A la bonne heure!” cried the other, very careful all the time not to let his capture escape him. “I had wanted much to come across you, and never so much as at this moment. Conceive my ridiculous position, monsieur! Realise me, here on this spot, debarred the heavenly mansions for lack of the necessary trifle of gate-money!”

“You are—Dr Bonito?” began Saint-Péray, clearing his throat to the effort.

“And flattered in your memory of me, monsieur,” interrupted the doctor, with a little bow which seemed to creak at the joints. “As you will recollect, I read nativities, I foretell events, however a capricious destiny may alter her tactics to procure them. For instance, you will remember, I prophesied the consequences of a certain achievement, which prediction was none the less verified because, as it happened paradoxically, the consequences anticipated the achievement. What then? It is the end which justifies the seer. The lady, you will scarcely deny, is a widow at this moment.”
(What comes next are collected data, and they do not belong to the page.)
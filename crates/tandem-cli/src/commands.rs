//! Slash-command parsing.
//!
//! Each input line is either a `/command` or plain text. Plain text is sent
//! to the open conversation.

use tandem_app::{AppHandle, RuntimeStopped, Snapshot};
use tandem_core::MediaOptions;
use tandem_proto::UserId;
use thiserror::Error;

/// Help text listing every command.
pub const HELP: &str = "\
/connect <user>      sign in as <user>
/logout              disconnect and clear state
/reload              refetch the conversation list
/list                show conversations
/open <user>         open the conversation with <user>
/close               close the open conversation
/send <user> <text>  send <text> to <user>
/read [user]         mark a conversation read
/call <user>         start an audio call
/video <user>        start a video call
/accept [video]      accept the incoming call
/reject              decline the incoming call
/end                 hang up
/mute                toggle the microphone
/cam                 toggle the camera
/share               start screen sharing
/unshare             stop screen sharing
/help                show this text
/quit                exit";

/// Input that could not be turned into a [`Command`].
#[derive(Error, Debug, Clone, PartialEq, Eq)]
pub enum CommandError {
    /// The command name is not known.
    #[error("unknown command /{0}, try /help")]
    Unknown(String),

    /// Arguments are missing or malformed.
    #[error("usage: {0}")]
    Usage(&'static str),

    /// A user id did not parse.
    #[error("invalid user id: {0}")]
    InvalidUser(String),

    /// Plain text typed with no conversation open.
    #[error("no conversation open, use /open <user> first")]
    NoConversation,

    /// The runtime has exited.
    #[error(transparent)]
    Stopped(#[from] RuntimeStopped),
}

/// A parsed input line.
#[derive(Debug, Clone, PartialEq, Eq)]
pub enum Command {
    /// Sign in.
    Connect(UserId),
    /// Sign out.
    Logout,
    /// Refetch conversations.
    Reload,
    /// Print the conversation list.
    List,
    /// Open a conversation.
    Open(UserId),
    /// Close the open conversation.
    Close,
    /// Send to an explicit recipient.
    Send {
        /// Recipient
        to: UserId,
        /// Text
        text: String,
    },
    /// Plain text for the open conversation.
    Say(String),
    /// Mark a conversation read; the open one when `None`.
    Read(Option<UserId>),
    /// Place a call.
    Call {
        /// Callee
        to: UserId,
        /// Capture the camera too
        video: bool,
    },
    /// Accept the incoming call.
    Accept {
        /// Capture the camera too
        video: bool,
    },
    /// Decline the incoming call.
    Reject,
    /// Hang up.
    End,
    /// Toggle the microphone.
    Mute,
    /// Toggle the camera.
    Camera,
    /// Start screen sharing.
    Share,
    /// Stop screen sharing.
    Unshare,
    /// Print help.
    Help,
    /// Exit.
    Quit,
}

impl Command {
    /// Parse one input line. Blank lines yield `None`.
    pub fn parse(line: &str) -> Result<Option<Self>, CommandError> {
        let line = line.trim();
        if line.is_empty() {
            return Ok(None);
        }
        let Some(rest) = line.strip_prefix('/') else {
            return Ok(Some(Self::Say(line.to_string())));
        };

        let (name, args) = rest.split_once(char::is_whitespace).unwrap_or((rest, ""));
        let args = args.trim();

        let command = match name {
            "connect" => Self::Connect(user_arg(args, "/connect <user>")?),
            "logout" => Self::Logout,
            "reload" => Self::Reload,
            "list" | "ls" => Self::List,
            "open" => Self::Open(user_arg(args, "/open <user>")?),
            "close" => Self::Close,
            "send" => {
                let (to, text) =
                    args.split_once(char::is_whitespace).ok_or(CommandError::Usage("/send <user> <text>"))?;
                let text = text.trim();
                if text.is_empty() {
                    return Err(CommandError::Usage("/send <user> <text>"));
                }
                Self::Send { to: parse_user(to)?, text: text.to_string() }
            },
            "read" => {
                if args.is_empty() {
                    Self::Read(None)
                } else {
                    Self::Read(Some(parse_user(args)?))
                }
            },
            "call" => Self::Call { to: user_arg(args, "/call <user>")?, video: false },
            "video" => Self::Call { to: user_arg(args, "/video <user>")?, video: true },
            "accept" => match args {
                "" | "audio" => Self::Accept { video: false },
                "video" => Self::Accept { video: true },
                _ => return Err(CommandError::Usage("/accept [video]")),
            },
            "reject" => Self::Reject,
            "end" | "hangup" => Self::End,
            "mute" => Self::Mute,
            "cam" => Self::Camera,
            "share" => Self::Share,
            "unshare" => Self::Unshare,
            "help" | "h" => Self::Help,
            "quit" | "q" => Self::Quit,
            other => return Err(CommandError::Unknown(other.to_string())),
        };
        Ok(Some(command))
    }

    /// Submit the command to the runtime.
    ///
    /// `snapshot` resolves commands that act on the open conversation.
    /// [`Command::Help`] and [`Command::List`] only print, so they are no-ops
    /// here.
    pub fn apply(self, handle: &AppHandle, snapshot: &Snapshot) -> Result<(), CommandError> {
        match self {
            Self::Connect(user) => handle.connect(user)?,
            Self::Logout => handle.logout()?,
            Self::Reload => handle.reload()?,
            Self::Open(user) => handle.open_conversation(user)?,
            Self::Close => handle.close_conversation()?,
            Self::Send { to, text } => handle.send_message(to, text)?,
            Self::Say(text) => {
                let to = snapshot.active.ok_or(CommandError::NoConversation)?;
                handle.send_message(to, text)?;
            },
            Self::Read(user) => {
                let with = user.or(snapshot.active).ok_or(CommandError::NoConversation)?;
                handle.mark_read(with)?;
            },
            Self::Call { to, video } => handle.start_call(to, media(video))?,
            Self::Accept { video } => handle.accept_call(media(video))?,
            Self::Reject => handle.reject_call()?,
            Self::End => handle.end_call()?,
            Self::Mute => handle.toggle_mute()?,
            Self::Camera => handle.toggle_video()?,
            Self::Share => handle.start_screen_share()?,
            Self::Unshare => handle.stop_screen_share()?,
            Self::Help | Self::List => {},
            Self::Quit => handle.quit()?,
        }
        Ok(())
    }
}

fn media(video: bool) -> MediaOptions {
    if video { MediaOptions::VIDEO } else { MediaOptions::AUDIO }
}

fn user_arg(args: &str, usage: &'static str) -> Result<UserId, CommandError> {
    if args.is_empty() {
        return Err(CommandError::Usage(usage));
    }
    parse_user(args)
}

fn parse_user(text: &str) -> Result<UserId, CommandError> {
    UserId::parse(text).map_err(|_| CommandError::InvalidUser(text.to_string()))
}

#[cfg(test)]
mod tests {
    use super::*;

    fn uid(raw: u64) -> UserId {
        UserId::new(raw).unwrap()
    }

    fn parse(line: &str) -> Command {
        Command::parse(line).unwrap().unwrap()
    }

    #[test]
    fn blank_lines_are_ignored() {
        assert_eq!(Command::parse("   ").unwrap(), None);
    }

    #[test]
    fn plain_text_goes_to_the_open_conversation() {
        assert_eq!(parse("  hello there "), Command::Say("hello there".into()));
    }

    #[test]
    fn send_keeps_inner_whitespace() {
        assert_eq!(parse("/send 7 see  you"), Command::Send { to: uid(7), text: "see  you".into() });
    }

    #[test]
    fn send_without_text_is_a_usage_error() {
        assert_eq!(Command::parse("/send 7"), Err(CommandError::Usage("/send <user> <text>")));
        assert_eq!(Command::parse("/send 7   "), Err(CommandError::Usage("/send <user> <text>")));
    }

    #[test]
    fn user_ids_are_validated() {
        assert_eq!(Command::parse("/open 0"), Err(CommandError::InvalidUser("0".into())));
        assert_eq!(Command::parse("/call bob"), Err(CommandError::InvalidUser("bob".into())));
        assert_eq!(Command::parse("/connect"), Err(CommandError::Usage("/connect <user>")));
    }

    #[test]
    fn call_variants() {
        assert_eq!(parse("/call 3"), Command::Call { to: uid(3), video: false });
        assert_eq!(parse("/video 3"), Command::Call { to: uid(3), video: true });
        assert_eq!(parse("/accept"), Command::Accept { video: false });
        assert_eq!(parse("/accept video"), Command::Accept { video: true });
        assert!(Command::parse("/accept maybe").is_err());
    }

    #[test]
    fn read_defaults_to_open_conversation() {
        assert_eq!(parse("/read"), Command::Read(None));
        assert_eq!(parse("/read 4"), Command::Read(Some(uid(4))));
    }

    #[test]
    fn aliases() {
        assert_eq!(parse("/q"), Command::Quit);
        assert_eq!(parse("/hangup"), Command::End);
        assert_eq!(parse("/h"), Command::Help);
    }

    #[test]
    fn unknown_command() {
        let err = Command::parse("/dance").unwrap_err();
        assert_eq!(err.to_string(), "unknown command /dance, try /help");
    }

    #[test]
    fn help_lists_every_command() {
        for name in [
            "connect", "logout", "reload", "list", "open", "close", "send", "read", "call", "video", "accept",
            "reject", "end", "mute", "cam", "share", "unshare", "help", "quit",
        ] {
            assert!(HELP.contains(&format!("/{name}")), "help is missing /{name}");
        }
    }
}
Saint-Péray put his hand to his pocket.

“You want money,” he said hoarsely. The other stopped him with dignity.

“A loan is the word, monsieur—a little oil for the lamp; a little grease for the wheel; une épingle par jour; a sprat to catch a whale. You observe where you passed me just now?” (He pointed to the bureau.) “My star culminates there, monsieur, in a week. So surely as the heavens cannot lie, the numbers revealed at the next drawing will spell my apotheosis. In the meanwhile one, even a seer, must buy one’s promotion. The gods are very human. I have only approached this climax at the cost of all my little savings. If you will condescend to drink a glass of vermouth with me, I will explain. There is a café hard by, and the night is cold.”

Louis-Marie seemed drained of will or resolution—a flaccid, half-dead creature. He followed whither he was told, and drank his vermouth and élixir de China—one glass, then another and another. A spark woke at last in his ash-blue eyes. Bonito, watching it, kindled reassured.

“The Fates, after all, have been kind to you, monsieur,” he said, gently touching the other’s arm with a long thin finger, as a spider experiments with a fly before he rolls it up. “There lives a spotless widow in Le Prieuré, and wealthy beyond words. You could not yourself have managed it better, if you had been a villain.”